Début avril, ma collègue Marielle Couture déposait sur Facebook une série de photos de femmes splendides exposant leurs aisselles non épilées. Elle commentait le reportage en disant qu’elle ne voit aucune gêne à arborer le poil chez elle, dans son joli village de Sainte-Rose-du-Nord, mais que subsiste en elle une parcelle de conditionnement qui lui dicte de se raser lorsqu’elle se retrouve « en société ».

On a beau vouloir s’en défaire, s’en débattre, les standards esthétiques qui nous ont été inculqués depuis nos jeux de poupées nous ont marquées de profonds stigmates.

Je me considère comme féministe.
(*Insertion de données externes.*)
use failure::Fail;

/// Reasons the canonical message could not be built from its payload.
/// These occur before anything has been handed to the transport, so the
/// whole operation is still safe to retry upstream.
#[derive(Debug, Fail, PartialEq)]
pub enum BuildError {
    #[fail(display = "message has no sender address")]
    MissingFrom,

    #[fail(display = "invalid recipient address: {}", _0)]
    InvalidRecipient(String),

    /// A header-bound field contained a line break.  Letting it through
    /// would let caller content smuggle extra header lines onto the wire.
    #[fail(display = "header field {} contains a line break", _0)]
    InvalidHeaderValue(String),
}

/// Raised by the dispatcher only when every single recipient's send
/// attempt failed.  Partial failure is not an error.
#[derive(Debug, Fail, PartialEq)]
#[fail(display = "delivery failed for all {} recipients", count)]
pub struct AllRecipientsFailed {
    pub count: usize,
}

#[derive(Debug, Fail)]
pub enum Error {
    /// The canonical message could not be built.  No send was attempted
    /// and the operation was never marked non-retryable.
    #[fail(display = "unable to build message for sending: {}", _0)]
    Build(#[cause] BuildError),

    /// The message was not delivered to any recipient.  The operation is
    /// already non-retryable; surface this to the user rather than
    /// resending.
    #[fail(display = "message failed to send to all recipients")]
    SendFailure,

    #[fail(display = "invalid configuration: {}", _0)]
    Config(#[cause] toml::de::Error),
}

impl Error {
    /// Coarse HTTP-style classification for reporting to callers
    pub fn status_code(&self) -> u16 {
        match *self {
            Error::Build(_) => 400,
            Error::SendFailure => 500,
            Error::Config(_) => 400,
        }
    }
}

impl From<BuildError> for Error {
    fn from(e: BuildError) -> Error {
        Error::Build(e)
    }
}

impl From<toml::de::Error> for Error {
    fn from(e: toml::de::Error) -> Error {
        Error::Config(e)
    }
}
use std::collections::HashMap;
use std::error::Error;
use std::fmt;

use crate::message::BaseMessage;
use crate::storage::{MessageStorage, MessageStorageError};

#[derive(Debug)]
pub enum MemoryStorageError {
    NotFound,
}

impl fmt::Display for MemoryStorageError {
    fn fmt(&self, f: &mut fmt::Formatter) -> fmt::Result {
        match *self {
            MemoryStorageError::NotFound => write!(f, "Memory Storage Error: message not found"),
        }
    }
}

impl Error for MemoryStorageError {}

impl MessageStorageError for MemoryStorageError {}

#[derive(Default)]
pub struct MemoryStorage(HashMap<String, BaseMessage>);

impl MemoryStorage {
    pub fn new() -> MemoryStorage {
        MemoryStorage(HashMap::new())
    }

    pub fn len(&self) -> usize {
        self.0.len()
    }

    pub fn is_empty(&self) -> bool {
        self.0.is_empty()
    }
}

impl MessageStorage for MemoryStorage {
    type Error = MemoryStorageError;

    fn save(&mut self, message: &BaseMessage) -> Result<(), MemoryStorageError> {
        self.0.insert(message.message_id.clone(), message.clone());
        Ok(())
    }

    fn retrieve(&self, message_id: &str) -> Result<BaseMessage, MemoryStorageError> {
        match self.0.get(message_id) {
            None => Err(MemoryStorageError::NotFound),
            Some(message) => Ok(message.clone()),
        }
    }
}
Je ne suis pas radicale, mais je partage une grande partie des opinions de mes consoeurs. Parce que je trouve ça juste logique, parce que pour moi ça va de soi que la femme est l’égale de l’homme. Mais malgré mes convictions, je suis une fashion victim et me conforme – de façon assez minime, tout de même – aux « conventions » féminines. Je me déteste pour ça. Je travaille fort sur moi pour ne pas constamment succomber aux tendances saisonnières si vite passées (et oubliées). Je mène un combat perpétuel pour me sortir du piège de la surabondance et de l’overachievement1. Et, comble de malheur – ou de bonheur, c’est selon – je suis célibataire, donc je m’impose d’être toujours « à mon meilleur », au cas où je ferais une rencontre inattendue. Même un soir de semaine.

Alors j’ai l’aisselle glabre TOUS LES JOURS. Ma ligne de sourcil est loin d’être parfaite, mais rien ne dépasse : j’y traque les indésirables chaque matin. Heureusement, je suis moins freak au niveau de la jambe, surtout en période froide – j’ai donc un bon répit d’au moins huit mois.

J’écris ça et j’ai honte. Je suis hyper conditionnée. Au point où lorsque je vois une fille qui n’est pas rasée de près, ça m’agace. Pire : je trouve ça LAID.


Fais-toi pas le poil Estelle, c’est naturel

Le poil est une mode. Il fait partie d’un cycle. Depuis quand déjà la barbe est-elle synonyme de branchitude? Dans peu de temps, on verra sa popularité décliner et le pelage au menton, si sexy soit-il aujourd’hui, sera honni. En attendant, même la Madone a jeté aux orties son Epilady, dévoilant sur son compte Instagram, en mars dernier, un selfie de son aisselle duveteuse (ceci dit, je ne trouve pas ça moins laid parce que c’est Madonna).

Si la tendance se maintient, le crin féminin deviendra réellement un style incontournable, instaurant, du coup, la notion de « normalité ». Nous, les femmes, assumerons pleinement notre pilosité naturelle. Plus un seul rasoir polluera les sites d’enfouissement et Gillette misera sur des crèmes adoucissantes et colorantes pour éviter la faillite et ajouter un brin de fantaisie à nos toisons.

Qui sait, je vais peut-être finir par trouver ça beau, le poil de t’sour.


1 Overachievement : on peut traduire, en français, par « suraccomplissement ».